Horse visits hospital
Recently, a story about a man who brought a horse into a hospital to visit his father was widely reported. The horse apparently made it to the man’s room, which included a trip in an elevator. The son, who appeared intoxicated, was eventually asked to leave (and take the horse with him). Said a hospital spokesperson “We do have a pet visitation policy, but it does not include a horse”. Strangely, the horse that was brought to the hospital apparently wasn’t even the father’s horse (which supports suspicions of the son’s lack of sobriety).
There are guidelines about which animals are appropriate for hospital visits, although it shouldn’t take an expert to figure out that a horse is not an appropriate candidate.

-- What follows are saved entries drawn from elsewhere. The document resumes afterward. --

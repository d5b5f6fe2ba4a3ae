//! Response expectations: expected status plus where the body should go.
//!
//! # Design
//! A `Destination` is a caller-owned slot plus the strategy for filling it.
//! JSON destinations deserialize into a `T`; image destinations receive the
//! re-encoded image bytes. Which strategy runs is decided by the response's
//! `ContentKind`, and a mismatch between the two is a decode error.
//!
//! Status handling:
//! - no destination: the status is advisory and only logged;
//! - error-payload destination: a different status is tolerated because the
//!   error body is the content under test;
//! - any other destination: a different status fails with the full body.
//!
//! Destinations built with an expected value compare after decoding. A
//! difference is a non-fatal failure unless the status was also off.

use std::fmt;
use std::io::Write;

use serde::de::DeserializeOwned;
use tracing::warn;

use crate::content::{reencode_image, ContentKind};
use crate::context::TestContext;
use crate::error::Error;
use crate::request::RequestBuilder;

type DecodeFn<'a> = Box<dyn FnOnce(&[u8]) -> Result<Option<String>, serde_json::Error> + 'a>;

enum Target<'a> {
    Json { decode: DecodeFn<'a>, error_payload: bool },
    Image(&'a mut dyn Write),
}

/// Where a response body is written. Borrow a value with one of the
/// constructors and read it back after the call.
pub struct Destination<'a> {
    target: Target<'a>,
    type_name: &'static str,
}

impl fmt::Debug for Destination<'_> {
    fn fmt(&self, f: &mut fmt::Formatter<'_>) -> fmt::Result {
        let kind = match &self.target {
            Target::Json {
                error_payload: true,
                ..
            } => "error payload",
            Target::Json { .. } => "json",
            Target::Image(_) => "image",
        };
        f.debug_struct("Destination")
            .field("kind", &kind)
            .field("type_name", &self.type_name)
            .finish()
    }
}

impl<'a> Destination<'a> {
    /// Decode a JSON body into `slot`.
    pub fn json<T: DeserializeOwned + 'a>(slot: &'a mut T) -> Self {
        Self::decode_into(slot, false)
    }

    /// Decode into `slot`, then compare with `expected`.
    pub fn json_eq<T>(slot: &'a mut T, expected: T) -> Self
    where
        T: DeserializeOwned + PartialEq + fmt::Debug + 'a,
    {
        Self::decode_and_compare(slot, expected, false)
    }

    /// Decode an error body into `slot`. A status other than the expected
    /// one does not fail the call.
    pub fn error_payload<T: DeserializeOwned + 'a>(slot: &'a mut T) -> Self {
        Self::decode_into(slot, true)
    }

    pub fn error_payload_eq<T>(slot: &'a mut T, expected: T) -> Self
    where
        T: DeserializeOwned + PartialEq + fmt::Debug + 'a,
    {
        Self::decode_and_compare(slot, expected, true)
    }

    /// Receive a PNG, JPEG or GIF body, validated and re-encoded in the same
    /// format.
    pub fn image<W: Write + 'a>(out: &'a mut W) -> Self {
        Self {
            target: Target::Image(out),
            type_name: std::any::type_name::<W>(),
        }
    }

    pub fn type_name(&self) -> &'static str {
        self.type_name
    }

    pub fn tolerates_status_mismatch(&self) -> bool {
        matches!(
            self.target,
            Target::Json {
                error_payload: true,
                ..
            }
        )
    }

    fn decode_into<T: DeserializeOwned + 'a>(slot: &'a mut T, error_payload: bool) -> Self {
        Self {
            target: Target::Json {
                decode: Box::new(move |body: &[u8]| {
                    *slot = serde_json::from_slice(body)?;
                    Ok(None)
                }),
                error_payload,
            },
            type_name: std::any::type_name::<T>(),
        }
    }

    fn decode_and_compare<T>(slot: &'a mut T, expected: T, error_payload: bool) -> Self
    where
        T: DeserializeOwned + PartialEq + fmt::Debug + 'a,
    {
        Self {
            target: Target::Json {
                decode: Box::new(move |body: &[u8]| {
                    let got: T = serde_json::from_slice(body)?;
                    let mismatch = (got != expected)
                        .then(|| format!("expected: {expected:#?}\ngot     : {got:#?}"));
                    *slot = got;
                    Ok(mismatch)
                }),
                error_payload,
            },
            type_name: std::any::type_name::<T>(),
        }
    }

    /// Write `body` into the destination. Returns an assertion mismatch
    /// description, if any.
    fn fill(self, kind: ContentKind, body: &[u8]) -> Result<Option<String>, Error> {
        match self.target {
            Target::Image(out) => {
                if !kind.is_image() {
                    return Err(Error::Decode {
                        kind,
                        message: format!("{} expects an image body", self.type_name),
                    });
                }
                reencode_image(kind, body, out)?;
                Ok(None)
            }
            Target::Json { decode, .. } => {
                if kind.is_image() {
                    return Err(Error::Decode {
                        kind,
                        message: format!("{} cannot receive an image body", self.type_name),
                    });
                }
                decode(body).map_err(|e| Error::Decode {
                    kind: ContentKind::Json,
                    message: e.to_string(),
                })
            }
        }
    }
}

/// Outcome of an expectation that did not fail outright.
#[derive(Debug, Clone, PartialEq, Eq)]
pub struct Verdict {
    pub status: u16,
    /// The status differed but the destination was an error payload.
    pub status_tolerated: bool,
    /// Expected-value comparisons that failed.
    pub mismatches: Vec<String>,
}

/// A request paired with what its response should look like.
#[derive(Debug)]
pub struct Expectation<'a> {
    request: RequestBuilder,
    status: u16,
    destination: Option<Destination<'a>>,
}

impl<'a> Expectation<'a> {
    pub(crate) fn new(request: RequestBuilder, status: u16, destination: Option<Destination<'a>>) -> Self {
        Self {
            request,
            status,
            destination,
        }
    }

    /// Execute and match the response, returning failures as data.
    pub fn try_call(self) -> Result<Verdict, Error> {
        let (request, response) = self.request.dispatch()?;

        let Some(destination) = self.destination else {
            if response.status != self.status {
                warn!(
                    method = %request.method,
                    url = %request.url,
                    expected = self.status,
                    actual = response.status,
                    "unexpected status, no destination to check"
                );
            }
            return Ok(Verdict {
                status: response.status,
                status_tolerated: false,
                mismatches: Vec::new(),
            });
        };

        let mut status_tolerated = false;
        if response.status != self.status {
            if !destination.tolerates_status_mismatch() {
                return Err(Error::StatusMismatch {
                    method: request.method,
                    url: request.url,
                    expected: self.status,
                    actual: response.status,
                    type_name: destination.type_name(),
                    body: response.text(),
                });
            }
            warn!(
                method = %request.method,
                url = %request.url,
                expected = self.status,
                actual = response.status,
                "status differs, decoding error payload"
            );
            status_tolerated = true;
        }

        let kind = ContentKind::from_content_type(response.content_type());
        let mismatches = destination
            .fill(kind, &response.body)?
            .map(|diff| format!("{} {}:\n{diff}", request.method, request.url))
            .into_iter()
            .collect();

        Ok(Verdict {
            status: response.status,
            status_tolerated,
            mismatches,
        })
    }

    /// Execute and match the response against `ctx`: transport, status and
    /// decode failures are fatal, value mismatches are recorded as errors.
    #[track_caller]
    pub fn call(self, ctx: &TestContext) -> Verdict {
        let verdict = match self.try_call() {
            Ok(verdict) => verdict,
            Err(e) => ctx.fatal(e),
        };
        if verdict.status_tolerated && !verdict.mismatches.is_empty() {
            ctx.fatal(format!(
                "status {} and body both differ from the expectation\n{}",
                verdict.status,
                verdict.mismatches.join("\n")
            ));
        }
        for mismatch in &verdict.mismatches {
            ctx.error(mismatch);
        }
        verdict
    }
}
//! Base-URL client that hands out pre-wired request builders.
//!
//! # Design
//! `Client` holds the base URL, the transport and an optional metrics sink,
//! and nothing else. It is cheap to clone and share across test threads;
//! each call returns an independent `RequestBuilder`.

use std::fmt;
use std::sync::Arc;

use crate::config::ClientConfig;
use crate::http::HttpMethod;
use crate::metrics::MetricsSink;
use crate::request::RequestBuilder;
use crate::transport::{default_transport, Transport, UreqTransport};

#[derive(Clone)]
pub struct Client {
    base_url: String,
    transport: Arc<dyn Transport>,
    metrics: Option<MetricsSink>,
}

impl fmt::Debug for Client {
    fn fmt(&self, f: &mut fmt::Formatter<'_>) -> fmt::Result {
        f.debug_struct("Client")
            .field("base_url", &self.base_url)
            .field("metrics", &self.metrics.is_some())
            .finish_non_exhaustive()
    }
}

impl Client {
    /// Client on the shared default transport.
    pub fn new(base_url: &str) -> Self {
        Self {
            base_url: base_url.trim_end_matches('/').to_string(),
            transport: default_transport(),
            metrics: None,
        }
    }

    /// Client with its own ureq agent built from `config`.
    pub fn with_config(base_url: &str, config: &ClientConfig) -> Self {
        Self::new(base_url).with_transport(Arc::new(UreqTransport::new(config)))
    }

    pub fn with_transport(mut self, transport: Arc<dyn Transport>) -> Self {
        self.transport = transport;
        self
    }

    pub fn with_metrics(mut self, sink: MetricsSink) -> Self {
        self.metrics = Some(sink);
        self
    }

    pub fn base_url(&self) -> &str {
        &self.base_url
    }

    /// A builder for `path` with no request yet.
    pub fn endpoint(&self, path: &str) -> RequestBuilder {
        self.wire(RequestBuilder::endpoint(&self.url(path)))
    }

    /// # Panics
    /// If the base URL joined with `path` is not a valid http(s) URL.
    #[track_caller]
    pub fn request(&self, method: HttpMethod, path: &str, body: impl Into<Vec<u8>>) -> RequestBuilder {
        self.endpoint(path).with_method(method, body)
    }

    #[track_caller]
    pub fn get(&self, path: &str) -> RequestBuilder {
        self.request(HttpMethod::Get, path, Vec::<u8>::new())
    }

    #[track_caller]
    pub fn post(&self, path: &str, body: impl Into<Vec<u8>>) -> RequestBuilder {
        self.request(HttpMethod::Post, path, body)
    }

    #[track_caller]
    pub fn put(&self, path: &str, body: impl Into<Vec<u8>>) -> RequestBuilder {
        self.request(HttpMethod::Put, path, body)
    }

    #[track_caller]
    pub fn patch(&self, path: &str, body: impl Into<Vec<u8>>) -> RequestBuilder {
        self.request(HttpMethod::Patch, path, body)
    }

    #[track_caller]
    pub fn delete(&self, path: &str) -> RequestBuilder {
        self.request(HttpMethod::Delete, path, Vec::<u8>::new())
    }

    fn url(&self, path: &str) -> String {
        if path.is_empty() || path.starts_with(['/', '?']) {
            format!("{}{path}", self.base_url)
        } else {
            format!("{}/{path}", self.base_url)
        }
    }

    fn wire(&self, builder: RequestBuilder) -> RequestBuilder {
        let builder = builder.with_transport(Arc::clone(&self.transport));
        match &self.metrics {
            Some(sink) => builder.with_metrics(sink.clone()),
            None => builder,
        }
    }
}

#[cfg(test)]
mod tests {
    use super::*;
    use crate::metrics::MetricsAggregator;
    use crate::request::stub::StubTransport;

    fn client() -> Client {
        Client::new("http://localhost:3000")
    }

    #[test]
    fn get_produces_correct_request() {
        let req = client().get("/items").build().unwrap();
        assert_eq!(req.method, HttpMethod::Get);
        assert_eq!(req.url, "http://localhost:3000/items");
        assert!(req.body.is_empty());
        assert!(req.headers.is_empty());
    }

    #[test]
    fn trailing_slash_is_stripped() {
        let client = Client::new("http://localhost:3000/");
        assert_eq!(client.base_url(), "http://localhost:3000");
        let req = client.get("items").build().unwrap();
        assert_eq!(req.url, "http://localhost:3000/items");
    }

    #[test]
    fn endpoint_builder_is_unbuilt() {
        let builder = client().endpoint("/items");
        assert!(!builder.is_built());
        let req = builder.create(r#"{"title":"Buy milk"}"#).build().unwrap();
        assert_eq!(req.method, HttpMethod::Post);
        assert_eq!(req.endpoint, "/items");
    }

    #[test]
    fn debug_shows_base_url_and_sink_presence() {
        let shown = format!("{:?}", client());
        assert!(shown.contains(r#"base_url: "http://localhost:3000""#), "{shown}");
        assert!(shown.contains("metrics: false"), "{shown}");
    }

    #[test]
    fn builders_inherit_transport_and_sink() {
        let mut aggregator = MetricsAggregator::new();
        let client = client()
            .with_transport(StubTransport::respond(200, "application/json", "{}"))
            .with_metrics(aggregator.start().unwrap());

        client.get("/a").send().unwrap();
        client.delete("/b").send().unwrap();

        let metrics = aggregator.stop_and_wait().unwrap();
        assert_eq!(metrics.total_requests, 2);
    }
}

Kicks, bites, and trauma from being crushed or run over are among the most obvious concerns. Horses can also carry a variety of bacteria that are potentially dangerous, especially to people in hospitals. These include Salmonella and methicillin-resistant Staphylococcus aureus (MRSA). There also aren’t that many house-trained horses out there.
So, while I can easily see how someone in a hospital would like to see his or her horse, there’s no way this should even be considered.
Some closing thoughts
- Would you like to ride in an elevator with a horse?
- Would you like to be stuck in an elevator with a horse?
- Do you think the horse was house trained?
- Do you think any of the healthcare personnel washed their hands after touching the horse?
This isn't the first time a horse has been in hospital, and some even get invited. The picture is from a story in Veterinary Practice News that described a program where horses were brought into hospitals!